**WHAT YOU HAVE TO DO**
Print each record below word for word.

[DATA PROVIDED Boundary: Start]

//! Drives one run from queued to a terminal state.
//!
//! The pipeline call is long and blocking, so it runs on the blocking
//! thread pool while an async forwarder task owns the aggregator and
//! the bus appends. Callback invocations cross the thread boundary
//! over an unbounded channel; the forwarder is the only context that
//! appends pipeline-driven events, which keeps the log ordered.

use std::{path::Path, sync::Arc};

use serde_json::Value;
use tokio::sync::mpsc;
use tokio::task::JoinHandle;
use tracing::{error, info, warn};
use uuid::Uuid;

use crate::aggregator::StreamAggregator;
use crate::error::{Result, RunError};
use crate::events::RunEvent;
use crate::namespace;
use crate::pipeline::{
    EmitFn, PipelineRequest, PipelineSignal, ReasoningPipeline, inject_run_metadata,
    merge_config_overrides,
};
use crate::registry::RunRegistry;
use crate::run::{RunStatus, RunSubmission};

/// Schedule the executor task for a freshly created run. Returns the
/// task handle; callers normally detach it.
pub fn spawn_run(
    registry: Arc<RunRegistry>,
    pipeline: Arc<dyn ReasoningPipeline>,
    run_id: Uuid,
    submission: RunSubmission,
) -> JoinHandle<()> {
    tokio::spawn(async move {
        if let Err(err) = execute_run(registry, pipeline, run_id, submission).await {
            // NotFound here means the run was evicted mid-flight;
            // anything else is a bug worth a loud log line.
            error!("executor for run {run_id} aborted: {err}");
        }
    })
}

async fn execute_run(
    registry: Arc<RunRegistry>,
    pipeline: Arc<dyn ReasoningPipeline>,
    run_id: Uuid,
    submission: RunSubmission,
) -> Result<()> {
    let handle = registry.get(run_id).await?;
    let bus = Arc::clone(&handle.bus);

    registry
        .update(run_id, |record| {
            record.advance(RunStatus::Running);
        })
        .await?;
    bus.append(RunEvent::status(RunStatus::Running)).await;

    let request = match build_request(run_id, &submission) {
        Ok(request) => request,
        Err(err) => {
            let message = err.to_string();
            bus.append(RunEvent::error(&message, None)).await;
            registry
                .update(run_id, |record| {
                    record.advance(RunStatus::Failed);
                    record.error = Some(message.clone());
                })
                .await?;
            return Ok(());
        }
    };
    let run_namespace = request.memory_namespace.clone();

    info!(
        "run {run_id} executing: ticker={} date={} namespace={}",
        request.ticker, request.trade_date, run_namespace
    );

    // Pipeline callbacks arrive on blocking-pool threads; the
    // forwarder is the single writer routing them onto the bus.
    let (signal_tx, mut signal_rx) = mpsc::unbounded_channel::<PipelineSignal>();
    let forwarder_bus = Arc::clone(&bus);
    let forwarder_registry = Arc::clone(&registry);
    let forwarder = tokio::spawn(async move {
        let mut aggregator = StreamAggregator::new();
        while let Some(signal) = signal_rx.recv().await {
            let appended = match signal {
                PipelineSignal::Progress { message, percent } => {
                    forwarder_bus
                        .append(RunEvent::progress(&message, percent))
                        .await;
                    true
                }
                PipelineSignal::State { snapshot } => match aggregator.apply(&snapshot) {
                    Some(delta) => {
                        forwarder_bus.append(RunEvent::state(&delta)).await;
                        true
                    }
                    None => false,
                },
            };
            // Event appends are record mutations too; keep updated_at
            // current while the pipeline streams.
            if appended {
                let _ = forwarder_registry.touch(run_id).await;
            }
        }
    });

    let blocking_pipeline = Arc::clone(&pipeline);
    let blocking_request = request.clone();
    let outcome = tokio::task::spawn_blocking(move || {
        let emit = move |signal: PipelineSignal| {
            let _ = signal_tx.send(signal);
        };
        blocking_pipeline.execute(&blocking_request, &emit)
    })
    .await;

    // The sender lives in the blocking closure; once that returns the
    // channel closes and the forwarder drains whatever is left.
    let _ = forwarder.await;

    let outcome = match outcome {
        Ok(result) => result,
        Err(join_err) => Err(anyhow::anyhow!("pipeline task panicked: {join_err}")),
    };

    match outcome {
        Ok(result) => {
            if let Some(path) = &submission.result_path {
                persist_result(path, &result).await;
            }
            bus.append(RunEvent::complete(result.clone())).await;
            registry
                .update(run_id, |record| {
                    record.advance(RunStatus::Success);
                    record.result = Some(result);
                })
                .await?;
            info!("run {run_id} completed successfully");
        }
        Err(err) => {
            let message = err.to_string();
            let trace = format!("{err:?}");
            bus.append(RunEvent::error(&message, Some(&trace))).await;
            registry
                .update(run_id, |record| {
                    record.advance(RunStatus::Failed);
                    record.error = Some(message.clone());
                })
                .await?;
            warn!("run {run_id} failed: {message}");
        }
    }

    cleanup_namespace(&pipeline, &run_namespace).await;
    Ok(())
}

/// Assemble the pipeline request: merge config overrides, resolve the
/// provider profile, and derive the isolated memory namespace.
fn build_request(run_id: Uuid, submission: &RunSubmission) -> Result<PipelineRequest> {
    let mut config =
        merge_config_overrides(submission.config_path.as_deref(), submission.config.as_ref())?;

    let provider = crate::providers::resolve_profile(&config)?;

    let requested = config
        .get("memory_namespace")
        .and_then(Value::as_str)
        .map(str::to_string);
    let derived = format!("run_{}", run_id.simple());
    let memory_namespace = namespace::resolve(Some(
        requested.as_deref().unwrap_or(derived.as_str()),
    ));

    inject_run_metadata(&mut config, &run_id.simple().to_string(), &memory_namespace);

    Ok(PipelineRequest {
        ticker: submission.ticker.clone(),
        trade_date: submission.trade_date.clone(),
        memory_namespace,
        config,
        provider,
    })
}

/// Best-effort side write of the final payload. Never fails the run.
async fn persist_result(path: &Path, result: &Value) {
    let rendered = match serde_json::to_vec_pretty(result) {
        Ok(bytes) => bytes,
        Err(err) => {
            warn!("could not serialize result payload: {err}");
            return;
        }
    };
    if let Some(parent) = path.parent() {
        if let Err(err) = tokio::fs::create_dir_all(parent).await {
            warn!("could not create result directory {}: {err}", parent.display());
            return;
        }
    }
    if let Err(err) = tokio::fs::write(path, rendered).await {
        warn!("could not persist result to {}: {err}", path.display());
    }
}

/// Tear down the run's memory namespace. Errors are logged and
/// swallowed; cleanup never overrides the recorded outcome.
async fn cleanup_namespace(pipeline: &Arc<dyn ReasoningPipeline>, run_namespace: &str) {
    let pipeline = Arc::clone(pipeline);
    let owned = run_namespace.to_string();
    let result = tokio::task::spawn_blocking(move || pipeline.cleanup(&owned)).await;
    match result {
        Ok(Ok(())) => {}
        Ok(Err(err)) => warn!("cleanup for namespace {run_namespace} failed: {err}"),
        Err(join_err) => warn!("cleanup task for namespace {run_namespace} panicked: {join_err}"),
    }
}

/// Run the pipeline synchronously on the caller's thread, outside the
/// registry. Used by transport-layer callers (the CLI runner); the
/// error is propagated to the caller after cleanup, since there is no
/// record to capture it into.
pub fn execute_blocking(
    pipeline: &dyn ReasoningPipeline,
    submission: &RunSubmission,
    emit: EmitFn<'_>,
) -> Result<PipelineOutcome> {
    submission.validate()?;
    let request = build_request(Uuid::new_v4(), submission)?;
    let run_namespace = request.memory_namespace.clone();

    let executed = pipeline.execute(&request, emit);

    if let Err(err) = pipeline.cleanup(&run_namespace) {
        warn!("cleanup for namespace {run_namespace} failed: {err}");
    }

    match executed {
        Ok(result) => Ok(PipelineOutcome {
            result,
            memory_namespace: run_namespace,
        }),
        Err(err) => Err(RunError::Pipeline(err.to_string())),
    }
}

#[derive(Debug, Clone)]
pub struct PipelineOutcome {
    pub result: Value,
    pub memory_namespace: String,
}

[DATA PROVIDED Boundary: End]

**SOLUTION BELOW**
//! Drives one run from queued to a terminal state.
//!
//! The pipeline call is long and blocking, so it runs on the blocking
//! thread pool while an async forwarder task owns the aggregator and
//! the bus appends. Callback invocations cross the thread boundary
//! over an unbounded channel; the forwarder is the only context that
//! appends pipeline-driven events, which keeps the log ordered.

use std::{path::Path, sync::Arc};

use serde_json::Value;
use tokio::sync::mpsc;
use tokio::task::JoinHandle;
use tracing::{error, info, warn};
use uuid::Uuid;

use crate::aggregator::StreamAggregator;
use crate::error::{Result, RunError};
use crate::events::RunEvent;
use crate::namespace;
use crate::pipeline::{
    EmitFn, PipelineRequest, PipelineSignal, ReasoningPipeline, inject_run_metadata,
    merge_config_overrides,
};
use crate::registry::RunRegistry;
use crate::run::{RunStatus, RunSubmission};

/// Schedule the executor task for a freshly created run. Returns the
/// task handle; callers normally detach it.
pub fn spawn_run(
    registry: Arc<RunRegistry>,
    pipeline: Arc<dyn ReasoningPipeline>,
    run_id: Uuid,
    submission: RunSubmission,
) -> JoinHandle<()> {
    tokio::spawn(async move {
        if let Err(err) = execute_run(registry, pipeline, run_id, submission).await {
            // NotFound here means the run was evicted mid-flight;
            // anything else is a bug worth a loud log line.
            error!("executor for run {run_id} aborted: {err}");
        }
    })
}

async fn execute_run(
    registry: Arc<RunRegistry>,
    pipeline: Arc<dyn ReasoningPipeline>,
    run_id: Uuid,
    submission: RunSubmission,
) -> Result<()> {
    let handle = registry.get(run_id).await?;
    let bus = Arc::clone(&handle.bus);

    registry
        .update(run_id, |record| {
            record.advance(RunStatus::Running);
        })
        .await?;
    bus.append(RunEvent::status(RunStatus::Running)).await;

    let request = match build_request(run_id, &submission) {
        Ok(request) => request,
        Err(err) => {
            let message = err.to_string();
            bus.append(RunEvent::error(&message, None)).await;
            registry
                .update(run_id, |record| {
                    record.advance(RunStatus::Failed);
                    record.error = Some(message.clone());
                })
                .await?;
            return Ok(());
        }
    };
    let run_namespace = request.memory_namespace.clone();

    info!(
        "run {run_id} executing: ticker={} date={} namespace={}",
        request.ticker, request.trade_date, run_namespace
    );

    // Pipeline callbacks arrive on blocking-pool threads; the
    // forwarder is the single writer routing them onto the bus.
    let (signal_tx, mut signal_rx) = mpsc::unbounded_channel::<PipelineSignal>();
    let forwarder_bus = Arc::clone(&bus);
    let forwarder_registry = Arc::clone(&registry);
    let forwarder = tokio::spawn(async move {
        let mut aggregator = StreamAggregator::new();
        while let Some(signal) = signal_rx.recv().await {
            let appended = match signal {
                PipelineSignal::Progress { message, percent } => {
                    forwarder_bus
                        .append(RunEvent::progress(&message, percent))
                        .await;
                    true
                }
                PipelineSignal::State { snapshot } => match aggregator.apply(&snapshot) {
                    Some(delta) => {
                        forwarder_bus.append(RunEvent::state(&delta)).await;
                        true
                    }
                    None => false,
                },
            };
            // Event appends are record mutations too; keep updated_at
            // current while the pipeline streams.
            if appended {
                let _ = forwarder_registry.touch(run_id).await;
            }
        }
    });

    let blocking_pipeline = Arc::clone(&pipeline);
    let blocking_request = request.clone();
    let outcome = tokio::task::spawn_blocking(move || {
        let emit = move |signal: PipelineSignal| {
            let _ = signal_tx.send(signal);
        };
        blocking_pipeline.execute(&blocking_request, &emit)
    })
    .await;

    // The sender lives in the blocking closure; once that returns the
    // channel closes and the forwarder drains whatever is left.
    let _ = forwarder.await;

    let outcome = match outcome {
        Ok(result) => result,
        Err(join_err) => Err(anyhow::anyhow!("pipeline task panicked: {join_err}")),
    };

    match outcome {
        Ok(result) => {
            if let Some(path) = &submission.result_path {
                persist_result(path, &result).await;
            }
            bus.append(RunEvent::complete(result.clone())).await;
            registry
                .update(run_id, |record| {
                    record.advance(RunStatus::Success);
                    record.result = Some(result);
                })
                .await?;
            info!("run {run_id} completed successfully");
        }
        Err(err) => {
            let message = err.to_string();
            let trace = format!("{err:?}");
            bus.append(RunEvent::error(&message, Some(&trace))).await;
            registry
                .update(run_id, |record| {
                    record.advance(RunStatus::Failed);
                    record.error = Some(message.clone());
                })
                .await?;
            warn!("run {run_id} failed: {message}");
        }
    }

    cleanup_namespace(&pipeline, &run_namespace).await;
    Ok(())
}

/// Assemble the pipeline request: merge config overrides, resolve the
/// provider profile, and derive the isolated memory namespace.
fn build_request(run_id: Uuid, submission: &RunSubmission) -> Result<PipelineRequest> {
    let mut config =
        merge_config_overrides(submission.config_path.as_deref(), submission.config.as_ref())?;

    let provider = crate::providers::resolve_profile(&config)?;

    let requested = config
        .get("memory_namespace")
        .and_then(Value::as_str)
        .map(str::to_string);
    let derived = format!("run_{}", run_id.simple());
    let memory_namespace = namespace::resolve(Some(
        requested.as_deref().unwrap_or(derived.as_str()),
    ));

    inject_run_metadata(&mut config, &run_id.simple().to_string(), &memory_namespace);

    Ok(PipelineRequest {
        ticker: submission.ticker.clone(),
        trade_date: submission.trade_date.clone(),
        memory_namespace,
        config,
        provider,
    })
}

/// Best-effort side write of the final payload. Never fails the run.
async fn persist_result(path: &Path, result: &Value) {
    let rendered = match serde_json::to_vec_pretty(result) {
        Ok(bytes) => bytes,
        Err(err) => {
            warn!("could not serialize result payload: {err}");
            return;
        }
    };
    if let Some(parent) = path.parent() {
        if let Err(err) = tokio::fs::create_dir_all(parent).await {
            warn!("could not create result directory {}: {err}", parent.display());
            return;
        }
    }
    if let Err(err) = tokio::fs::write(path, rendered).await {
        warn!("could not persist result to {}: {err}", path.display());
    }
}

/// Tear down the run's memory namespace. Errors are logged and
/// swallowed; cleanup never overrides the recorded outcome.
async fn cleanup_namespace(pipeline: &Arc<dyn ReasoningPipeline>, run_namespace: &str) {
    let pipeline = Arc::clone(pipeline);
    let owned = run_namespace.to_string();
    let result = tokio::task::spawn_blocking(move || pipeline.cleanup(&owned)).await;
    match result {
        Ok(Ok(())) => {}
        Ok(Err(err)) => warn!("cleanup for namespace {run_namespace} failed: {err}"),
        Err(join_err) => warn!("cleanup task for namespace {run_namespace} panicked: {join_err}"),
    }
}

/// Run the pipeline synchronously on the caller's thread, outside the
/// registry. Used by transport-layer callers (the CLI runner); the
/// error is propagated to the caller after cleanup, since there is no
/// record to capture it into.
pub fn execute_blocking(
    pipeline: &dyn ReasoningPipeline,
    submission: &RunSubmission,
    emit: EmitFn<'_>,
) -> Result<PipelineOutcome> {
    submission.validate()?;
    let request = build_request(Uuid::new_v4(), submission)?;
    let run_namespace = request.memory_namespace.clone();

    let executed = pipeline.execute(&request, emit);

    if let Err(err) = pipeline.cleanup(&run_namespace) {
        warn!("cleanup for namespace {run_namespace} failed: {err}");
    }

    match executed {
        Ok(result) => Ok(PipelineOutcome {
            result,
            memory_namespace: run_namespace,
        }),
        Err(err) => Err(RunError::Pipeline(err.to_string())),
    }
}

#[derive(Debug, Clone)]
pub struct PipelineOutcome {
    pub result: Value,
    pub memory_namespace: String,
}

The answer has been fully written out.